Site of the first chartered agricultural college in New York, which gets chartered in 1853, opens its doors to promising young farmers in December of 1860, but will basically go defunct as boys marched off to fight for the Union, closes its doors in November 1861. The sprawling campus of what would become the Willard Asylum for the Chronic Pauper Insane includes Hadley House, with a big stage for entertainment, and dozens of buildings--very large and small--that housed the engineer and various other "important" staff, as well as 3,000 or so inmates at a time at its peak. The vast majority of staff lived in the same buildings as the inmates, in case there was any bleating, antics, or need to tie someone to a chair or thrown them in an enclosed metal crib in the middle of the dark, quiet nights here alongside Lake Seneca. This was a humane place compared to what they might have experienced had the New York Legislature, in April 1865, not passed the Willard Act, modeling an institution on the philosophy of Dorothea Dix--some of whose documents used to be part of the collection at this little house museum.

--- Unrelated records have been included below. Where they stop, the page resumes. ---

// =============================================================================
// Live-file frame provider — polls an atomically written 1m snapshot
// =============================================================================
//
// The collector rewrites the snapshot with tmp + rename, so the file is
// either the previous batch or the next one, never a torn write. The
// provider polls at most once per `refresh_ms`, reloads only when the file
// mtime moves, and keeps the last successfully parsed batch across any read
// or parse failure. Consumers see that last-good cache plus a staleness
// verdict; they decide whether stale data is acceptable.
// =============================================================================

use std::collections::HashMap;
use std::path::{Path, PathBuf};
use std::time::UNIX_EPOCH;

use chrono::Utc;
use parking_lot::RwLock;
use serde::Serialize;
use tracing::{debug, warn};

use crate::market::archive::tail_for_symbol;
use crate::market::frame::{sort_and_dedup, BarFrame, FrameBatch};

/// The snapshot's canonical interval. Other intervals are answered upstream.
pub const LIVE_INTERVAL: &str = "1m";

/// Operational status of the provider, served verbatim by the control API.
#[derive(Debug, Clone, Serialize)]
pub struct LiveFileStatus {
    pub file_path: String,
    pub refresh_ms: u64,
    pub stale_after_ms: u64,
    pub last_load_ts_ms: Option<i64>,
    pub last_attempt_ts_ms: Option<i64>,
    pub last_mtime_ms: Option<i64>,
    pub last_error: Option<String>,
    pub last_error_ts_ms: Option<i64>,
    pub frame_count: usize,
    pub stale: bool,
    pub has_last_good: bool,
}

#[derive(Default)]
struct State {
    frames: Vec<BarFrame>,
    by_symbol: HashMap<String, Vec<BarFrame>>,
    last_load_ts_ms: Option<i64>,
    last_attempt_ts_ms: Option<i64>,
    last_mtime_ms: Option<i64>,
    last_error: Option<String>,
    last_error_ts_ms: Option<i64>,
    has_last_good: bool,
}

pub struct LiveFileProvider {
    path: PathBuf,
    refresh_ms: u64,
    stale_after_ms: u64,
    state: RwLock<State>,
}

impl LiveFileProvider {
    pub fn new(path: impl Into<PathBuf>, refresh_ms: u64, stale_after_ms: u64) -> Self {
        Self {
            path: path.into(),
            refresh_ms,
            stale_after_ms,
            state: RwLock::new(State::default()),
        }
    }

    pub fn path(&self) -> &Path {
        &self.path
    }

    pub fn refresh_ms(&self) -> u64 {
        self.refresh_ms
    }

    // -------------------------------------------------------------------------
    // Refresh
    // -------------------------------------------------------------------------

    /// Poll-loop entry point using wall-clock now.
    pub fn refresh(&self, force: bool) {
        self.refresh_at(Utc::now().timestamp_millis(), force);
    }

    /// Attempt a refresh at instant `now_ms`. Rate-limited by `refresh_ms`
    /// and skipped when the file mtime has not moved, unless `force`.
    pub fn refresh_at(&self, now_ms: i64, force: bool) {
        {
            let state = self.state.read();
            if !force {
                if let Some(last) = state.last_attempt_ts_ms {
                    if now_ms - last < self.refresh_ms as i64 {
                        return;
                    }
                }
            }
        }

        let mut state = self.state.write();
        state.last_attempt_ts_ms = Some(now_ms);

        let mtime_ms = match file_mtime_ms(&self.path) {
            Ok(m) => m,
            Err(e) => {
                warn!(path = %self.path.display(), error = %e, "live snapshot stat failed");
                state.last_error = Some(format!("stat: {e}"));
                state.last_error_ts_ms = Some(now_ms);
                return;
            }
        };

        if !force && state.last_mtime_ms == Some(mtime_ms) {
            // Unchanged file: nothing to do, not an error.
            return;
        }

        match read_snapshot(&self.path) {
            Ok(batch) => {
                let frames = sort_and_dedup(batch.frames);
                let mut by_symbol: HashMap<String, Vec<BarFrame>> = HashMap::new();
                for frame in &frames {
                    by_symbol
                        .entry(frame.instrument.symbol.clone())
                        .or_default()
                        .push(frame.clone());
                }
                debug!(
                    path = %self.path.display(),
                    frames = frames.len(),
                    symbols = by_symbol.len(),
                    "live snapshot reloaded"
                );
                state.frames = frames;
                state.by_symbol = by_symbol;
                state.last_load_ts_ms = Some(now_ms);
                state.last_mtime_ms = Some(mtime_ms);
                state.last_error = None;
                state.has_last_good = true;
            }
            Err(e) => {
                // Keep serving the last-good cache.
                warn!(path = %self.path.display(), error = %e, "live snapshot reload failed, keeping last-good");
                state.last_error = Some(e.to_string());
                state.last_error_ts_ms = Some(now_ms);
                state.last_mtime_ms = Some(mtime_ms);
            }
        }
    }

    // -------------------------------------------------------------------------
    // Queries
    // -------------------------------------------------------------------------

    /// Last `limit` frames for `symbol`. Only the canonical 1m feed is
    /// served here; other intervals fall through to the market service.
    pub fn frames(&self, symbol: &str, interval: &str, limit: usize) -> Vec<BarFrame> {
        if interval != LIVE_INTERVAL || limit == 0 {
            return Vec::new();
        }
        let state = self.state.read();
        match state.by_symbol.get(symbol) {
            Some(frames) => tail_for_symbol(frames, symbol, limit),
            None => Vec::new(),
        }
    }

    /// Sorted unique symbols available on the 1m feed.
    pub fn symbols(&self, interval: &str) -> Vec<String> {
        if interval != LIVE_INTERVAL {
            return Vec::new();
        }
        let state = self.state.read();
        let mut syms: Vec<String> = state.by_symbol.keys().cloned().collect();
        syms.sort();
        syms
    }

    /// Staleness predicate: never loaded, or the last load is older than
    /// `stale_after_ms`.
    pub fn is_stale_at(&self, now_ms: i64) -> bool {
        match self.state.read().last_load_ts_ms {
            Some(loaded) => now_ms - loaded > self.stale_after_ms as i64,
            None => true,
        }
    }

    pub fn is_stale(&self) -> bool {
        self.is_stale_at(Utc::now().timestamp_millis())
    }

    pub fn frame_count(&self) -> usize {
        self.state.read().frames.len()
    }

    pub fn status_at(&self, now_ms: i64) -> LiveFileStatus {
        let state = self.state.read();
        LiveFileStatus {
            file_path: self.path.display().to_string(),
            refresh_ms: self.refresh_ms,
            stale_after_ms: self.stale_after_ms,
            last_load_ts_ms: state.last_load_ts_ms,
            last_attempt_ts_ms: state.last_attempt_ts_ms,
            last_mtime_ms: state.last_mtime_ms,
            last_error: state.last_error.clone(),
            last_error_ts_ms: state.last_error_ts_ms,
            frame_count: state.frames.len(),
            stale: match state.last_load_ts_ms {
                Some(loaded) => now_ms - loaded > self.stale_after_ms as i64,
                None => true,
            },
            has_last_good: state.has_last_good,
        }
    }

    pub fn status(&self) -> LiveFileStatus {
        self.status_at(Utc::now().timestamp_millis())
    }
}

fn file_mtime_ms(path: &Path) -> anyhow::Result<i64> {
    let meta = std::fs::metadata(path)?;
    let modified = meta.modified()?;
    Ok(modified.duration_since(UNIX_EPOCH)?.as_millis() as i64)
}

fn read_snapshot(path: &Path) -> anyhow::Result<FrameBatch> {
    let content = std::fs::read_to_string(path)?;
    let mut batch: FrameBatch = serde_json::from_str(&content)?;
    if !batch.is_valid_schema() {
        anyhow::bail!("unexpected schema_version {:?}", batch.schema_version);
    }
    batch.frames.retain(BarFrame::is_well_formed);
    Ok(batch)
}

// =============================================================================
// Tests
// =============================================================================

#[cfg(test)]
mod tests {
    use super::*;
    use crate::market::frame::{BarWindow, Instrument, BAR_SCHEMA_VERSION};
    use crate::market::session::SessionPhase;

    fn bar(symbol: &str, start_ts_ms: i64, close: f64) -> BarFrame {
        BarFrame {
            schema_version: BAR_SCHEMA_VERSION.to_string(),
            instrument: Instrument::cn_a(symbol),
            interval: "1m".to_string(),
            window: BarWindow {
                start_ts_ms,
                end_ts_ms: start_ts_ms + 60_000,
                trading_day: "2025-06-02".to_string(),
            },
            session_phase: SessionPhase::ContinuousAm,
            open: close,
            high: close + 1.0,
            low: close - 1.0,
            close,
            volume_shares: 100.0,
            turnover_cny: close * 100.0,
            vwap: close,
            mode: "real".to_string(),
            provider: "akshare".to_string(),
        }
    }

    fn write_snapshot(path: &Path, frames: Vec<BarFrame>) {
        let mut batch = FrameBatch::new("cn-a", "real", "akshare");
        batch.frames = frames;
        std::fs::write(path, serde_json::to_string(&batch).unwrap()).unwrap();
    }

    #[test]
    fn loads_snapshot_and_serves_tail() {
        let dir = tempfile::tempdir().unwrap();
        let path = dir.path().join("frames.1m.json");
        write_snapshot(
            &path,
            vec![
                bar("600519", 1_000, 10.0),
                bar("600519", 61_000, 11.0),
                bar("000001", 1_000, 5.0),
            ],
        );

        let provider = LiveFileProvider::new(&path, 1_000, 180_000);
        provider.refresh_at(10_000, true);

        let frames = provider.frames("600519", "1m", 1);
        assert_eq!(frames.len(), 1);
        assert!((frames[0].close - 11.0).abs() < f64::EPSILON);
        assert_eq!(provider.symbols("1m"), vec!["000001", "600519"]);
        assert_eq!(provider.frame_count(), 3);
    }

    #[test]
    fn non_canonical_interval_is_empty() {
        let dir = tempfile::tempdir().unwrap();
        let path = dir.path().join("frames.1m.json");
        write_snapshot(&path, vec![bar("600519", 1_000, 10.0)]);
        let provider = LiveFileProvider::new(&path, 1_000, 180_000);
        provider.refresh_at(10_000, true);
        assert!(provider.frames("600519", "1d", 10).is_empty());
        assert!(provider.symbols("1d").is_empty());
    }

    #[test]
    fn parse_failure_keeps_last_good() {
        let dir = tempfile::tempdir().unwrap();
        let path = dir.path().join("frames.1m.json");
        write_snapshot(&path, vec![bar("600519", 1_000, 10.0)]);

        let provider = LiveFileProvider::new(&path, 1_000, 180_000);
        provider.refresh_at(10_000, true);
        assert_eq!(provider.frame_count(), 1);

        std::fs::write(&path, "{ not json").unwrap();
        provider.refresh_at(20_000, true);

        let status = provider.status_at(20_000);
        assert!(status.has_last_good);
        assert!(status.last_error.is_some());
        assert_eq!(status.last_error_ts_ms, Some(20_000));
        assert_eq!(provider.frame_count(), 1);
        assert_eq!(provider.frames("600519", "1m", 5).len(), 1);
    }

    #[test]
    fn refresh_rate_limited_without_force() {
        let dir = tempfile::tempdir().unwrap();
        let path = dir.path().join("frames.1m.json");
        write_snapshot(&path, vec![bar("600519", 1_000, 10.0)]);

        let provider = LiveFileProvider::new(&path, 5_000, 180_000);
        provider.refresh_at(10_000, false);
        assert_eq!(provider.frame_count(), 1);

        write_snapshot(&path, vec![bar("600519", 1_000, 10.0), bar("600519", 61_000, 11.0)]);
        // Within the refresh window: skipped.
        provider.refresh_at(12_000, false);
        assert_eq!(provider.frame_count(), 1);
        // Forced: reloads regardless.
        provider.refresh_at(12_500, true);
        assert_eq!(provider.frame_count(), 2);
    }

    #[test]
    fn staleness_transition() {
        let dir = tempfile::tempdir().unwrap();
        let path = dir.path().join("frames.1m.json");
        write_snapshot(&path, vec![bar("600519", 1_000, 10.0)]);

        let provider = LiveFileProvider::new(&path, 1_000, 180_000);
        assert!(provider.is_stale_at(0));
        provider.refresh_at(100_000, true);
        assert!(!provider.is_stale_at(100_000 + 180_000));
        // now − last_load > stale_after_ms
        assert!(provider.is_stale_at(100_000 + 200_000));
        assert!(provider.status_at(100_000 + 200_000).stale);
    }

    #[test]
    fn missing_file_records_error_and_stays_stale() {
        let dir = tempfile::tempdir().unwrap();
        let provider =
            LiveFileProvider::new(dir.path().join("absent.json"), 1_000, 180_000);
        provider.refresh_at(1_000, true);
        let status = provider.status_at(1_000);
        assert!(!status.has_last_good);
        assert!(status.stale);
        assert!(status.last_error.as_deref().unwrap_or("").contains("stat"));
    }
}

In my earlier post, I speculated that the inmates were a variety of PTSD patients from the Civil and Great Wars, as well as cast-offs from families that could not deal with the syndromes of their children, but it never occurred to me that being gay--a tidbit that my decent docent mentioned in an off-hand way--would have been one qualification for commitment. (An example of my white straight privilege.)

I have shared all of my pictures and my descriptions of what I saw yesterday on a public Facebook post. I have not the time to write a long post today as I must retrieve my letter from Seneca County Department of Health. Also, I have a date with Lucifer and Taughannock Falls, which "is the highest reliable single plunge in the State of New York."

State: New York
Location: Robert H. Treman State Park, 6 miles south west of Ithaca.
Height: 115
Crest: 20?
Water Source: Enfield Creek
Waypoint: 42.40056N 76.58444W
Summary: One of the more impressive falls in the Finger Lakes Region. This one definitely should be part of any waterfall tour of the area. You can hike from the falls through the scenic Enfield Glen to the Lower Falls.